EC6s are generally built on time – 5 years or under – and on budget. Construction should be staggered to coordinate with suppliers and allow transfer of Australian FOAK lessons to benefit the NOAK, as long as all fifteen reactors are underway by the 10 year mark. This may benefit from a rigorous fact finding process involving South Korea, China, Argentina and Romania, in the initial two or so years when Australia’s climate action-aggressive, scientifically-informed regulatory framework is being established (following the repeal of our arbitrary nuclear prohibition).

Fifteen years to install 10.5 GW of state of the art, versatile, always on, historically safe Canadian nuclear capacity. As the last reactor is connected to the grid, the last coal plant in the above list can be shut down for the final time, and average Australian electricity emissions will be around 100 million tonnes of CO2-e. Our clean capacity annual addition rate has been an average of 245.9 kWh/capita. Fifteen reactors sounds like a big ask, but more has been done faster before.

11yearsPVwindNUCLEAR

Average addition rate of modern CANDU capacity (blue).

Just like with wind and solar, several factors can affect this rate. There may be delays: unavoidable ones like major component supply bottlenecks or a lag in expertise, or entirely avoidable ones such as funded, organised nuclear opposition acting simply to further delay Australian nuclear development rather than responsibly involve itself as a productive stakeholder in the rapid, science-informed decarbonisation process. Additional grid upgrades will likely be unavoidable. On the other hand, concomitant efficiency increases would bring closer the day that last coal plant burns its last furnace-load.

Again, I’m choosing to ignore population growth, a factor which I expect will seriously complicate any realistic scenario.

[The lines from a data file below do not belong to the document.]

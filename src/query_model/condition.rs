//! Structured view of a stored WHERE fragment, for targets and rules that
//! need more than the raw text.

use std::fmt;

use super::clause::{split_top_level, strip_prefix_ignore_case, top_level_words};
use super::normalize::strip_outer_parentheses;

#[derive(Debug, Clone, Copy, PartialEq, Eq, Hash)]
pub enum CompareOp {
    Eq,
    Ne,
    Gt,
    Gte,
    Lt,
    Lte,
}

impl CompareOp {
    /// Longest symbols first so `>=` is not read as `>`.
    const SYMBOLS: [(&'static str, CompareOp); 7] = [
        ("<>", CompareOp::Ne),
        ("!=", CompareOp::Ne),
        (">=", CompareOp::Gte),
        ("<=", CompareOp::Lte),
        ("=", CompareOp::Eq),
        (">", CompareOp::Gt),
        ("<", CompareOp::Lt),
    ];

    pub fn symbol(&self) -> &'static str {
        match self {
            CompareOp::Eq => "=",
            CompareOp::Ne => "<>",
            CompareOp::Gt => ">",
            CompareOp::Gte => ">=",
            CompareOp::Lt => "<",
            CompareOp::Lte => "<=",
        }
    }

    pub fn from_symbol(symbol: &str) -> Option<CompareOp> {
        Self::SYMBOLS
            .iter()
            .find(|(s, _)| *s == symbol.trim())
            .map(|(_, op)| *op)
    }

    /// The operator equivalent to `NOT (a <op> b)`.
    pub fn inverse(&self) -> CompareOp {
        match self {
            CompareOp::Eq => CompareOp::Ne,
            CompareOp::Ne => CompareOp::Eq,
            CompareOp::Gt => CompareOp::Lte,
            CompareOp::Gte => CompareOp::Lt,
            CompareOp::Lt => CompareOp::Gte,
            CompareOp::Lte => CompareOp::Gt,
        }
    }
}

impl fmt::Display for CompareOp {
    fn fmt(&self, f: &mut fmt::Formatter<'_>) -> fmt::Result {
        f.write_str(self.symbol())
    }
}

#[derive(Debug, Clone, PartialEq)]
pub enum Condition {
    Compare {
        field: String,
        op: CompareOp,
        value: String,
    },
    In {
        field: String,
        values: Vec<String>,
        negated: bool,
    },
    Between {
        field: String,
        low: String,
        high: String,
    },
    IsNull {
        field: String,
        negated: bool,
    },
    Like {
        field: String,
        pattern: String,
        negated: bool,
    },
    Or(Vec<Condition>),
    And(Vec<Condition>),
    Not(Box<Condition>),
}

/// Parse one WHERE fragment. `None` for shapes outside this small grammar
/// (sub-selects, arbitrary expressions).
pub fn parse_condition(text: &str) -> Option<Condition> {
    let text = strip_outer_parentheses(text);
    if text.is_empty() {
        return None;
    }

    let or_parts = split_on_keyword(text, "OR");
    if or_parts.len() > 1 {
        return or_parts
            .iter()
            .map(|part| parse_condition(part))
            .collect::<Option<Vec<_>>>()
            .map(Condition::Or);
    }
    let and_parts = super::clause::split_conditions(text);
    if and_parts.len() > 1 {
        return and_parts
            .iter()
            .map(|part| parse_condition(part))
            .collect::<Option<Vec<_>>>()
            .map(Condition::And);
    }
    if let Some(rest) = strip_prefix_ignore_case(text, "NOT ") {
        return parse_condition(rest).map(|inner| Condition::Not(Box::new(inner)));
    }

    let words = top_level_words(text);
    let word = |i: usize| -> &str {
        let (s, e) = words[i];
        &text[s..e]
    };
    for i in 0..words.len() {
        let keyword = word(i).to_uppercase();
        let field = text[..words[i].0].trim();
        let negated = field
            .rsplit(char::is_whitespace)
            .next()
            .is_some_and(|w| w.eq_ignore_ascii_case("NOT"));
        let field = if negated {
            field[..field.len() - 3].trim()
        } else {
            field
        };
        match keyword.as_str() {
            "BETWEEN" if !field.is_empty() => {
                let rest = &text[words[i].1..];
                let and = words
                    .iter()
                    .skip(i + 1)
                    .find(|(s, e)| text[*s..*e].eq_ignore_ascii_case("AND"))?;
                let low = text[words[i].1..and.0].trim();
                let high = text[and.1..].trim();
                if low.is_empty() || high.is_empty() || rest.is_empty() {
                    return None;
                }
                return Some(Condition::Between {
                    field: field.to_string(),
                    low: low.to_string(),
                    high: high.to_string(),
                });
            }
            "IN" if !field.is_empty() => {
                let list = text[words[i].1..].trim();
                let inner = list.strip_prefix('(')?.strip_suffix(')')?;
                if strip_prefix_ignore_case(inner.trim_start(), "SELECT ").is_some() {
                    return None;
                }
                return Some(Condition::In {
                    field: field.to_string(),
                    values: split_top_level(inner, ','),
                    negated,
                });
            }
            "IS" if !field.is_empty() => {
                let rest: Vec<String> = (i + 1..words.len()).map(|j| word(j).to_uppercase()).collect();
                return match rest.iter().map(String::as_str).collect::<Vec<_>>().as_slice() {
                    ["NULL"] => Some(Condition::IsNull {
                        field: field.to_string(),
                        negated: false,
                    }),
                    ["NOT", "NULL"] => Some(Condition::IsNull {
                        field: field.to_string(),
                        negated: true,
                    }),
                    _ => None,
                };
            }
            "LIKE" if !field.is_empty() => {
                let pattern = text[words[i].1..].trim();
                return Some(Condition::Like {
                    field: field.to_string(),
                    pattern: unquote(pattern).to_string(),
                    negated,
                });
            }
            _ => {}
        }
    }

    let (position, symbol, op) = find_operator(text)?;
    let field = text[..position].trim();
    let value = text[position + symbol.len()..].trim();
    if field.is_empty() || value.is_empty() {
        return None;
    }
    Some(Condition::Compare {
        field: field.to_string(),
        op,
        value: value.to_string(),
    })
}

/// First comparison operator outside quotes and parentheses.
fn find_operator(text: &str) -> Option<(usize, &'static str, CompareOp)> {
    let mut depth = 0i32;
    let mut quote: Option<char> = None;
    for (i, c) in text.char_indices() {
        if let Some(q) = quote {
            if c == q {
                quote = None;
            }
            continue;
        }
        match c {
            '\'' | '"' => quote = Some(c),
            '(' => depth += 1,
            ')' => depth -= 1,
            '<' | '>' | '=' | '!' if depth == 0 => {
                let rest = &text[i..];
                return CompareOp::SYMBOLS
                    .iter()
                    .find(|(symbol, _)| rest.starts_with(symbol))
                    .map(|(symbol, op)| (i, *symbol, *op));
            }
            _ => {}
        }
    }
    None
}

fn split_on_keyword(text: &str, keyword: &str) -> Vec<String> {
    let mut parts = Vec::new();
    let mut last = 0;
    for (s, e) in top_level_words(text) {
        if text[s..e].eq_ignore_ascii_case(keyword) {
            parts.push(text[last..s].trim().to_string());
            last = e;
        }
    }
    parts.push(text[last..].trim().to_string());
    parts.retain(|p| !p.is_empty());
    parts
}

/// Drop one pair of surrounding quotes.
pub fn unquote(value: &str) -> &str {
    let value = value.trim();
    for quote in ['\'', '"'] {
        if value.len() >= 2 && value.starts_with(quote) && value.ends_with(quote) {
            return &value[1..value.len() - 1];
        }
    }
    value
}

pub fn is_quoted(value: &str) -> bool {
    let value = value.trim();
    value.len() >= 2
        && ((value.starts_with('\'') && value.ends_with('\''))
            || (value.starts_with('"') && value.ends_with('"')))
}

That leaves the electric vehicle fleet, which is often treated as a convenient battery for renewables-dominated grid models, but with a high proportion of nuclear electricity available on a constant basis no one needs to modify their automotive habits – just plug in whenever is convenient or cheapest or both – and the extra grid-managed battery cycling can be avoided. To cover the entirety of this extra demand would take another eight years of nuclear build-out.

27806,zoom,MED-TVC

MED-TVC desalination.

What about desal? Well, this is the really good news, because nuclear capacity directly opens a new world of large-scale efficiency which wind and solar frankly would not. Multiple effect distillation with thermal vapour compression utilises the steam out of the nuclear plant turbines to economically desalinate water more efficiently than SWRO can. This would involve a drop in overall electrical output, but since modern CANDU reactors are invariably rated well above 700 MW it doesn’t affect this article’s estimations. Running it on waste heat from steam turbines is the most supremely efficient approach to desalination (desal-dedicated nuclear is even being considered in South Korea). It can be achieved to some degree with renewable energy, of course, but why sacrifice this efficiency just to maintain a rejection of nuclear?

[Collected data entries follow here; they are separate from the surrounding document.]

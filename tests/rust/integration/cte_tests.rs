use sqlblocks::cte::{Cte, CteFactory, Recursive};
use sqlblocks::parser::{merge_all, parse};
use sqlblocks::{ClauseKind, Query, Session, SessionConfig};

fn single_line() -> Session {
    Session::new(SessionConfig {
        break_lines: false,
        ..Default::default()
    })
}

#[test]
fn test_cte_over_parsed_queries() {
    let session = single_line();
    let queries = ["employee", "customer"]
        .iter()
        .map(|role| {
            let text = format!("SELECT u.name, u.id FROM Users u WHERE u.role = '{}'", role);
            merge_all(parse(&text, &session).unwrap(), &session).unwrap()
        })
        .collect();
    let mut cte = Cte::new("people p", queries, &session);
    let mut main = Query::new("people p", &session);
    main.push(ClauseKind::Select, "p.name");
    cte.set_main(main);

    let text = cte.render(&session);
    assert!(text.starts_with("WITH people AS (SELECT u.name, u.id FROM Users u"));
    assert!(text.contains(" UNION ALL "));
    assert!(text.ends_with(") SELECT p.name FROM people p"));
    assert_eq!(cte.field_names(), ["name", "id"]);
}

#[test]
fn test_recursive_flights() {
    let session = single_line();
    let mut routes = Recursive::create(
        "Route R",
        "Flight(departure, arrival)",
        "[1] = R.[2]",
        "LAX",
        "",
        &session,
    )
    .unwrap();
    routes.counter("stops", 0, "+ 1");
    let text = routes.render(&session);
    assert!(text.starts_with("WITH RECURSIVE Route AS (SELECT f1.departure, f1.arrival, 0 as stops"));
    assert!(text.contains("WHERE f1.departure = 'LAX' UNION ALL"));
    assert!(text.contains("(R.stops + 1) as stops FROM Flight f2, Route R WHERE f2.departure = R.arrival"));
}

#[test]
fn test_factory_render_and_expand() {
    let session = single_line();
    let factory = CteFactory::new(
        "SELECT a.name, b.total FROM (SELECT c.id, c.name FROM Customer c) AS a \
         JOIN (SELECT o.customer_id, SUM(o.value) as total FROM Orders o GROUP BY o.customer_id) b \
         ON a.id = b.customer_id",
        &session,
    )
    .unwrap();
    assert_eq!(factory.ctes().len(), 2);

    let text = factory.render(&session);
    assert!(text.starts_with("WITH a AS (SELECT c.id, c.name FROM Customer c), b AS ("));
    assert!(text.contains(") SELECT a.name, b.total FROM a a JOIN b b ON (a.id = b.customer_id)"));

    assert_eq!(
        factory.expand("SELECT COUNT(*) FROM #table").unwrap(),
        ["SELECT COUNT(*) FROM a", "SELECT COUNT(*) FROM b"]
    );
}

In comparing the contributions of a massive expansion of both wind and solar versus nuclear in the form of fifteen CANDU reactors, some might say two against one isn’t a fair competition. As long as I’m assuming the rapid adoption of effective, evidence-led decarbonisation policy, let me add the IFR to the mix. Compared to CANDU, it is less well demonstrated but IFRs in the form of PRISM – or something like it – will be needed in the future as a rational and economical tool for nuclear material recycling.

ARC

The GE Hitachi Advance Recycling Center, incorporating the PRISM 311 MW small modular sodium-cooled fast reactor, would generate its own fuel as well as fuel for CANDU reactors from other nations’ high level “nuclear waste”.

This is what real environmental responsibility entails: deploying the technology to deal with by-products of civilisation’s needs. The current and future inventory of recyclable nuclear fuel is a contentious issue in many countries – how much would they pay Australia to take it? Of course, each PRISM is smaller and to slot into our scenario would need to be built in a rough ratio of 4:9 CANDU to PRISM. The overwhelming advantage of taking this step would be to effectively by-pass the need for constant mining and enrichment of domestic nuclear fuel – processing and fabrication is largely handled by the advanced fuel recycling center (which is powered by the attached fast reactors). Without mining and enrichment, or fossil-fueled nuclear fuel production, every megawatt would be truly carbon-free.

Part III – Wind & Solar & Nuclear

The two separate approaches I have used for deriving these annual rates reflect the different magnitudes of certainty we can realistically have about directly and decisively replacing fossil fuel generation. I think it is now straightforward: begin a decarbonisation-focused adoption of modern nuclear energy capacity, at what would be a modest rate in comparison to the most successful historical efforts, and in addition to continued expansion of successful renewable capacity. Have I claimed anywhere that it would be easy? Of course not. Neither approach will be: a single year lacking in bipartisan support and regulatory certainty was enough to bring the renewable energy industry to “a standstill“.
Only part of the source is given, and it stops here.